“...this University is a striking example of Emerson's statement that every institution is the lengthened shadow of one man”
MURRAY, Walter Charles, president of the University of Saskatchewan, 1908-1937; b. May 12, 1866, in Studholm parish, King’s county, New Brunswick; d. in Saskatoon, March 24, 1945. Son of Charles Murray, M.D., and Elizabeth Mackenzie. Educated at the Collegiate School in Fredericton, the University of New Brunswick (BA 1886), Edinburgh University (MA first class honours in philosophy, 1891) and Berlin. Canadian Gilchrist scholar, 1887-90. Professor of philosophy in the University of New Brunswick, 1891-92, and in Dalhousie University, 1892-1908. Became the first president of the University of Saskatchewan and played a leading part in shaping its educational policies. Served on commissions investigating university problems in British Columbia, 1910, Alberta, 1915, Manitoba, 1923 and 1932. Chairman of commission to consider means of bettering the educational system of Manitoba, 1923. Member of the Beatty commission on Dominion technical and professional services, 1929; the Duff commission on railways and transportation, 1932; the National Research Council, 1916-32; the National Film Board, 1939-1941. Trustee of Carnegie Foundation for the Advancement of Teaching, 1919-38, and chairman, 1934. Elected F.R.S.C., 1918. L.L.D. (Hon.) Queen’s, 1903, Alberta, 1915, McGill, 1921, McMaster, 1923, Manitoba, 1929, Wisconsin, 1929, Dalhousie, 1938; D.C.L. (Hon.) Saskatchewan, 1938. As an elder he was active in the assemblies of the Presbyterian Church and, after 1925, in presbytery, conference and council of the United Church of Canada. An advocate of organic union of the Presbyterian, Methodist, and Congregational Churches, he was a member of the Joint Union Committee, 1904-08 and 1914, the Presbyterian representative on the Advisory Council for the Union Churches of Western Canada, and one of the United Church appointees to the Duff commission to divide church property, 1926. Resourcefulness and skill in negotiation made him a valued member of innumerable committees in local, provincial, and national organizations. In various ways he promoted understanding between native-born Canadians and settlers of European origin. Interested in municipal affairs and was an alderman in Halifax, 1905-08, and chairman of the Saskatoon City Hospital Board, 1939-44. In 1895 married Christina Cameron; they had three daughters.
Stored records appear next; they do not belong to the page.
fn handle_function(node: Node, source: &str, builder: &mut FileIndexBuilder) {
    let Some(name_node) = node.child_by_field_name("name") else {
        return;
    };
    let name = node_text(name_node, source);
    let owner = builder.current_class();
    let method = is_method(node);

    let kind = if !method {
        DefinitionKind::Function
    } else if name == "__init__" {
        DefinitionKind::Constructor
    } else {
        DefinitionKind::Method
    };

    let qualified_name = match &owner {
        Some(owner) => format!("{}#{}", owner.qualified_name(), name),
        None => name.to_string(),
    };

    let location = node_location(builder.file_path(), node);
    let decorators = decorators_of(node, source);
    let is_static = decorators.iter().any(|d| d.contains("staticmethod") || d.contains("classmethod"));

    let mut def = Definition::new(
        builder.file_path().clone(),
        &qualified_name,
        name,
        kind,
        location.clone(),
        builder.current_scope(),
    )
    .with_enclosing_range(location)
    .with_visibility(python_visibility(name));

    let module_level_export = owner.is_none() && matches!(python_visibility(name), Visibility::Public);
    if let Some(owner) = owner {
        def = def.with_owner_class(owner);
    }
    if is_static {
        def = def.static_member();
    }
    if module_level_export {
        def = def.exported();
    }

    let id = builder.push_definition(def);
    if module_level_export {
        builder.push_export(Export::local(name, id));
    }
}

/// The first base-class name out of `class X(Y, Metaclass=Z):`'s argument
/// list, skipping keyword arguments (`metaclass=...`) since those aren't
/// inheritance. `object` is kept as-is; C6 simply won't find a class by that
/// name and treats the chain as ended.
fn base_class_name<'a>(node: Node, source: &'a str) -> Option<&'a str> {
    let args = node.child_by_field_name("superclasses")?;
    let mut cursor = args.walk();
    for arg in args.children(&mut cursor) {
        if arg.kind() == "identifier" {
            return Some(node_text(arg, source));
        }
    }
    None
}

fn handle_class(node: Node, source: &str, builder: &mut FileIndexBuilder) {
    let Some(name_node) = node.child_by_field_name("name") else {
        return;
    };
    let name = node_text(name_node, source);
    let location = node_location(builder.file_path(), node);

    let mut def = Definition::new(
        builder.file_path().clone(),
        name,
        name,
        DefinitionKind::Class,
        location.clone(),
        builder.current_scope(),
    )
    .with_enclosing_range(location)
    .with_visibility(python_visibility(name));
    let module_level_export = builder.current_class().is_none() && matches!(python_visibility(name), Visibility::Public);
    if module_level_export {
        def = def.exported();
    }
    if let Some(superclass) = base_class_name(node, source) {
        def = def.with_superclass(superclass);
    }

    let id = builder.push_definition(def);
    builder.register_type(name, id.clone());
    if module_level_export {
        builder.push_export(Export::local(name, id.clone()));
    }
    builder.push_class(id);
}

fn handle_import(node: Node, source: &str, builder: &mut FileIndexBuilder) {
    let location = node_location(builder.file_path(), node);
    let mut cursor = node.walk();
    for child in node.children(&mut cursor) {
        match child.kind() {
            "dotted_name" => {
                let path = node_text(child, source);
                let local_name = path.split('.').next().unwrap_or(path);
                let import = Import::new(path, ImportKind::Namespace, location.clone())
                    .with_binding(ImportBindingSpec::named(local_name));
                builder.push_import(import);
            }
            "aliased_import" => {
                let Some(name_node) = child.child_by_field_name("name") else { continue };
                let Some(alias_node) = child.child_by_field_name("alias") else { continue };
                let path = node_text(name_node, source);
                let alias = node_text(alias_node, source);
                let import = Import::new(path, ImportKind::Namespace, location.clone())
                    .with_binding(ImportBindingSpec::renamed(path, alias));
                builder.push_import(import);
            }
            _ => {}
        }
    }
}

fn handle_import_from(node: Node, source: &str, builder: &mut FileIndexBuilder) {
    let Some(module_node) = node.child_by_field_name("module_name") else {
        return;
    };
    let module = node_text(module_node, source);
    let location = node_location(builder.file_path(), node);
    let mut cursor = node.walk();
    let mut bindings = Vec::new();
    let mut is_wildcard = false;

    for child in node.children(&mut cursor) {
        match child.kind() {
            "dotted_name" if child != module_node => {
                bindings.push(ImportBindingSpec::named(node_text(child, source)));
            }
            "aliased_import" => {
                let Some(name_node) = child.child_by_field_name("name") else { continue };
                let Some(alias_node) = child.child_by_field_name("alias") else { continue };
                bindings.push(ImportBindingSpec::renamed(
                    node_text(name_node, source),
                    node_text(alias_node, source),
                ));
            }
            "wildcard_import" => is_wildcard = true,
            _ => {}
        }
    }

    if is_wildcard {
        builder.push_import(Import::new(module, ImportKind::WildcardReexport, location));
        return;
    }

    // `from pkg import sub` is written identically whether `sub` is a name
    // defined in `pkg/__init__.py` or a submodule file `pkg/sub.py`; §4.1
    // says the latter must behave like a namespace import so `sub.f()`
    // resolves through the submodule's own exports. The binding is emitted
    // as a plain named import here; C5/C6 re-classify it as a namespace
    // handle once the registry can see whether `pkg/sub.py` actually exists.
    let mut import = Import::new(module, ImportKind::Named, location);
    for binding in bindings {
        import = import.with_binding(binding);
    }
    builder.push_import(import);
}

fn handle_property_assignment(node: Node, source: &str, builder: &mut FileIndexBuilder) {
    let Some(lhs) = node.child_by_field_name("left") else {
        return;
    };
    if lhs.kind() != "attribute" {
        return;
    }
    let Some(object) = lhs.child_by_field_name("object") else {
        return;
    };
    let object_text = node_text(object, source);
    if object_text != "self" && object_text != "cls" {
        return;
    }
    let Some(attr) = lhs.child_by_field_name("attribute") else {
        return;
    };
    let name = node_text(attr, source);
    let Some(owner) = builder.current_class() else {
        return;
    };

    let qualified_name = format!("{}#{}", owner.qualified_name(), name);
    let location = node_location(builder.file_path(), lhs);
    let mut def = Definition::new(
        builder.file_path().clone(),
        &qualified_name,
        name,
        DefinitionKind::Property,
        location,
        builder.current_scope(),
    )
    .with_owner_class(owner);
    if let Some(hint) = constructor_type_hint(node, source) {
        def = def.with_type_hint(hint);
    }
    builder.push_definition(def);
}

/// §4.6 "for `x = Foo(...)` in any scope, the variable definition records
/// the same [type]" — handles the non-attribute, non-`self` case.
fn handle_variable_definition(node: Node, source: &str, builder: &mut FileIndexBuilder) {
    let Some(lhs) = node.child_by_field_name("left") else {
        return;
    };
    if lhs.kind() != "identifier" {
        return;
    }
    let name = node_text(lhs, source);
    let location = node_location(builder.file_path(), lhs);
    let mut def = Definition::new(
        builder.file_path().clone(),
        name,
        name,
        DefinitionKind::Variable,
        location,
        builder.current_scope(),
    );
    if let Some(hint) = constructor_type_hint(node, source) {
        def = def.with_type_hint(hint);
    }
    builder.push_definition(def);
}

/// If `assignment`'s RHS is a bare `Name(...)` call, the class being
/// constructed is a usable type hint for the LHS (§4.6).
fn constructor_type_hint<'a>(assignment: Node, source: &'a str) -> Option<&'a str> {
    let rhs = assignment.child_by_field_name("right")?;
    if rhs.kind() != "call" {
        return None;
    }
    let func = rhs.child_by_field_name("function")?;
    if func.kind() == "identifier" {
        Some(node_text(func, source))
    } else {
        None
    }
}

fn handle_call(node: Node, source: &str, builder: &mut FileIndexBuilder) {
    let Some(func) = node.child_by_field_name("function") else {
        return;
    };
    let arity = node
        .child_by_field_name("arguments")
        .map(|a| a.named_child_count() as u32)
        .unwrap_or(0);
    let location = node_location(builder.file_path(), node);

    match func.kind() {
        "identifier" => {
            let name = node_text(func, source);
            let is_construction = name.chars().next().is_some_and(|c| c.is_uppercase());
            let mut r = Reference::new(location, name, builder.current_scope(), ReferenceKind::Call)
                .with_call_arity(arity);
            if is_construction {
                r = r.constructed();
            }
            builder.push_reference(r);
        }
        "attribute" => {
            if let Some(chain) = flatten_attribute(func, source) {
                let name = chain.method_name().unwrap_or("").to_string();
                let r = Reference::new(location, name, builder.current_scope(), ReferenceKind::Call)
                    .with_receiver_chain(chain)
                    .with_call_arity(arity);
                builder.push_reference(r);
            }
        }
        _ => {}
    }
}

fn handle_member(node: Node, source: &str, builder: &mut FileIndexBuilder) {
    if let Some(parent) = node.parent() {
        if parent.kind() == "call" && parent.child_by_field_name("function") == Some(node) {
            return;
        }
        if parent.kind() == "assignment" && parent.child_by_field_name("left") == Some(node) {
            return;
        }
    }
    let Some(chain) = flatten_attribute(node, source) else {
        return;
    };
    let name = chain.method_name().unwrap_or("").to_string();
    let location = node_location(builder.file_path(), node);
    let r = Reference::new(location, name, builder.current_scope(), ReferenceKind::MemberAccess)
        .with_receiver_chain(chain);
    builder.push_reference(r);
}

fn flatten_attribute(node: Node, source: &str) -> Option<ReceiverChain> {
    let mut segments: Vec<Box<str>> = Vec::new();
    collect_attribute_chain(node, source, &mut segments);
    if segments.is_empty() {
        return None;
    }
    let head = match segments.first().map(|s| s.as_ref()) {
        Some("self") => ReceiverHead::SelfKeyword,
        Some("cls") => ReceiverHead::Cls,
        _ => ReceiverHead::Identifier,
    };
    Some(ReceiverChain::new(head, segments))
}

fn collect_attribute_chain(node: Node, source: &str, out: &mut Vec<Box<str>>) {
    match node.kind() {
        "attribute" => {
            if let Some(object) = node.child_by_field_name("object") {
                collect_attribute_chain(object, source, out);
            }
            if let Some(attr) = node.child_by_field_name("attribute") {
                out.push(node_text(attr, source).into());
            }
        }
        "identifier" => out.push(node_text(node, source).into()),
        "call" => {
            if let Some(func) = node.child_by_field_name("function") {
                collect_attribute_chain(func, source, out);
            }
        }
        _ => {}
    }
}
The summation of a life tells much, but the story is better told in the details. This site attempts to show some of the details from the life of Walter Murray, as discovered in the records available in the University of Saskatchewan Archives. A remarkable man, Walter Murray helped create a remarkable institution, and his shadow, to some extent, marks the institution to this day.